How Incidental are the Incidents? Characterizing and Prioritizing Incidents for Large-Scale Online Service Systems
- Junjie Chen ,
- Shu Zhang ,
- Xiaoting He ,
- Qingwei Lin 林庆维 ,
- Hongyu Zhang ,
- Dan Hao ,
- Yu Kang ,
- Feng Gao ,
- Zhangwei Xu ,
- Yingnong Dang ,
- Dongmei Zhang
2020 Automated Software Engineering |
Published by ACM
Although tremendous efforts have been devoted to the quality assurance of online service systems, in reality, these systems still come across many incidents (i.e., unplanned interruptions and outages), which can decrease user satisfaction or cause economic loss.

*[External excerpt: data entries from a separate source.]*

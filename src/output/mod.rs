//! Output module for presenting crawl results
//!
//! This module handles:
//! - The end-of-crawl summary report
//! - Ranked search results
//! - Statistics about what the store holds

mod report;
mod search;
mod stats;

pub use report::{format_report, print_report};
pub use search::{format_search_results, print_search_results, render_stars};
pub use stats::{load_statistics, print_statistics, StoreStatistics};

/// Width of the banner rules around printed sections
const RULE_WIDTH: usize = 60;

fn rule() -> String {
    "=".repeat(RULE_WIDTH)
}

To better understand the characteristics of incidents and improve the incident management process, we perform the first large-scale empirical analysis of incidents collected from 18 real-world online service systems in Microsoft. Surprisingly, we find that although a large number of incidents could occur over a short period of time, many of them actually do not matter, i.e., engineers will not fix them with a high priority after manually identifying their root cause. We call these incidents incidental incidents. Our qualitative and quantitative analyses show that incidental incidents are significant in terms of both number and cost. Therefore, it is important to prioritize incidents by identifying incidental incidents in advance to optimize incident management efforts. In particular, we propose an approach, called DeepIP (Deep learning based Incident Prioritization), to prioritizing incidents based on a large amount of historical incident data. More specifically, we design an attention-based Convolutional Neural Network (CNN) to learn a prediction model to identify incidental incidents. We then prioritize all incidents by ranking the predicted probabilities of incidents being incidental. We evaluate the performance of DeepIP using real-world incident data. The experimental results show that DeepIP effectively prioritizes incidents by identifying incidental incidents and significantly outperforms all the compared approaches. For example, the AUC of DeepIP achieves 0.808, while that of the best compared approach is only 0.624 on average.